Now that I’m in the business of “keeping it simple”, I hear the phrase everywhere. It's part of having a guiding value. You ruminate on the concept and notice it more.

Often “simplicity” is used in questionable ways too. It’s held up on a pedestal like a grand achievement. We strive towards it but it’s outside our reach. We start out with the best of intentions yet end up making life more complicated.

Have you ever said, “if XYZ were better/bigger/nicer my life would be much simpler!” Like it’s around the corner – nearby, out of sight.


Simplicity isn’t a state of being. It’s not something you own, like a prize, and then you’re finished.

Simplicity is a practice. It’s something we must work towards every day. It’s the sum of all the little decisions we make. If left unchecked, complexity creeps in. We must be vigilant because we humans have a natural tendency to over-complicate.

So how do we practice simplicity? After musing over the topic I’ve come up with some core principles to follow. Below are lists of what simplicity is and is not.

Let’s begin by describing what simplicity is not. For many common concepts, like the qualities of a good manager, it is easier to describe what it isn’t than what it is. For example, a good manager doesn’t berate you in front of your peers.

Simplicity is not…

1. The easiest route.

2. A quick fix.

3. The first solution to come to mind.

4. An excuse to cut corners.

Use this list with a grain of salt. There will be times when you will break one of those definitions because it is the simplest, best choice. Nonetheless, I recommend you consider the points below.

Now, let’s discuss what practicing simplicity looks like.

Simplicity is…

1. Doing what is important to you. Your values are the foundation on which you will build simplistic habits. If the issue doesn’t align with your values, it adds complexity to your life. You should limit it as much as possible.

2. Considering an issue from all angles. To make the best decision, you must consider the needs and potential outcomes.

3. Being realistic about how an issue fits in with your current life. For example, if you have little personal time, focus on healthy eating instead of working out. That way you don't have excess weight to lose.

4. Doing your research. Remember the adage, “an ounce of preparation is worth a pound of cure.” You may need to consult Google.

5. Discipline to follow through on the practices. Decision fatigue is real. Save your energy for decisions that matter, not for little things like what to have for breakfast.

6. Looking for the y be hard, but it pays off in the long run. For example, when I get vegetables, I prep them all at one time. It takes extra time on the first day, but for the rest of the week I can make dinner much faster! 

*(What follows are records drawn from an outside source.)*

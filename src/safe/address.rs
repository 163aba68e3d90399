use std::str::FromStr;
use std::sync::Arc;

use dashmap::DashMap;
use ethers::abi::{encode, AbiEncode, Token};
use ethers::types::{Address, H256};
use ethers::utils::{get_create2_address_from_hash, keccak256};
use log::debug;

use crate::bindings::safe_proxy_factory::ComputeProxyAddressCall;
use crate::chain::{CallMsg, ChainClient};
use crate::consts::SAFE_INIT_CODE_HASH;
use crate::prelude::Result;
use crate::Error;

/// Owner's smart wallet and whether it has code right now.
#[derive(Debug, Clone, Copy, PartialEq, Eq)]
pub struct SmartWalletAccount {
    pub owner: Address,
    pub address: Address,
    pub deployed: bool,
}

/// Owner -> smart wallet memo. Derivation is pure, so entries are never
/// invalidated; deployment status is never cached.
pub struct AddressCache {
    chain: Arc<dyn ChainClient>,
    factory: Address,
    entries: DashMap<Address, Address>,
}

impl std::fmt::Debug for AddressCache {
    fn fmt(&self, f: &mut std::fmt::Formatter<'_>) -> std::fmt::Result {
        f.debug_struct("AddressCache")
            .field("factory", &self.factory)
            .field("entries", &self.entries.len())
            .finish()
    }
}

impl AddressCache {
    pub fn new(chain: Arc<dyn ChainClient>, factory: Address) -> Self {
        Self {
            chain,
            factory,
            entries: DashMap::new(),
        }
    }

    pub fn factory(&self) -> Address {
        self.factory
    }

    pub fn len(&self) -> usize {
        self.entries.len()
    }

    pub fn is_empty(&self) -> bool {
        self.entries.is_empty()
    }

    /// Smart wallet address for `owner`, asking the factory's
    /// `computeProxyAddress` on first sight only.
    pub async fn smart_wallet_address(&self, owner: Address) -> Result<Address> {
        if let Some(address) = self.entries.get(&owner).map(|entry| *entry.value()) {
            return Ok(address);
        }

        let calldata = ComputeProxyAddressCall { user: owner }.encode();
        let raw = self
            .chain
            .call_contract(&CallMsg::new(self.factory, calldata))
            .await
            .map_err(|message| Error::DerivationFailed { owner, message })?;
        let address = decode_address(&raw).ok_or_else(|| Error::DerivationFailed {
            owner,
            message: format!("unexpected return data 0x{}", hex::encode(&raw)),
        })?;
        debug!("smart wallet of {owner:?} is {address:?}");

        // a concurrent lookup may have raced us; both computed the same value
        Ok(*self.entries.entry(owner).or_insert(address).value())
    }

    /// Address plus a fresh deployment check.
    pub async fn account(&self, owner: Address) -> Result<SmartWalletAccount> {
        let address = self.smart_wallet_address(owner).await?;
        let deployed = is_deployed(self.chain.as_ref(), address).await?;
        Ok(SmartWalletAccount {
            owner,
            address,
            deployed,
        })
    }
}

fn decode_address(raw: &[u8]) -> Option<Address> {
    if raw.len() != 32 || raw[..12].iter().any(|b| *b != 0) {
        return None;
    }
    Some(Address::from_slice(&raw[12..]))
}

pub(crate) async fn is_deployed(chain: &dyn ChainClient, address: Address) -> Result<bool> {
    let code = chain
        .code_at(address)
        .await
        .map_err(|message| Error::ChainRead {
            what: "wallet code",
            contract: address,
            message,
        })?;
    Ok(!code.is_empty())
}

/// The factory's CREATE2 derivation done offline:
/// salt = keccak256(abi.encode(owner)).
pub fn derive_create2_address(factory: Address, owner: Address) -> Result<Address> {
    let init_code_hash = H256::from_str(SAFE_INIT_CODE_HASH).map_err(|e| Error::DerivationFailed {
        owner,
        message: format!("bad init code hash: {e}"),
    })?;
    let salt = keccak256(encode(&[Token::Address(owner)]));
    Ok(get_create2_address_from_hash(factory, salt, init_code_hash))
}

7. Creating efficiencies. For example, syncing your bank to QuickBooks Online means you don’t have to key in transactions one by one.

Sometimes creating simplicity will mean you take the longer, harder route. In the end, it’s the best decision because it is in line with your values and goals.

For example, say you value a tidy home and want to KonMari your house. The premise is simple: only keep the things that spark joy. Sounds easy enough, but the process is not easy.

On Marie Kondo’s Netflix show, you see her clients sifting through massive amounts of stuff. Their house is a disaster while they go through every item to determine if it sparks joy. To get simplified, it takes a lot of work! Going forward you must question every new item you bring home to make sure it sparks joy. Otherwise you can end up with a cluttered house again.

The benefits of having only what you need and makes you happy are priceless. The open physical space leads to lower stress and more creativity. Our brains love having blank spaces to play with. When Marie Kondo checks back in with the family later, they say the process was worth it.

The myth we need to dispel is that simplicity is the easiest, quickest option. It is a choice that takes concerted effort and time. We must choose and protect our simple practices to reap their benefits.

Now it’s time to go forth and create your own simplicity. Tackle it one issue at a time, and you will get to everything in due time. Remember it’s a practice. It’s a lifestyle choice. Simplicity compounds and you’ll find into spilling into other areas of life.

As the poet Paulo Coelho wrote, “it’s the simple things in life that are the most extraordinary.”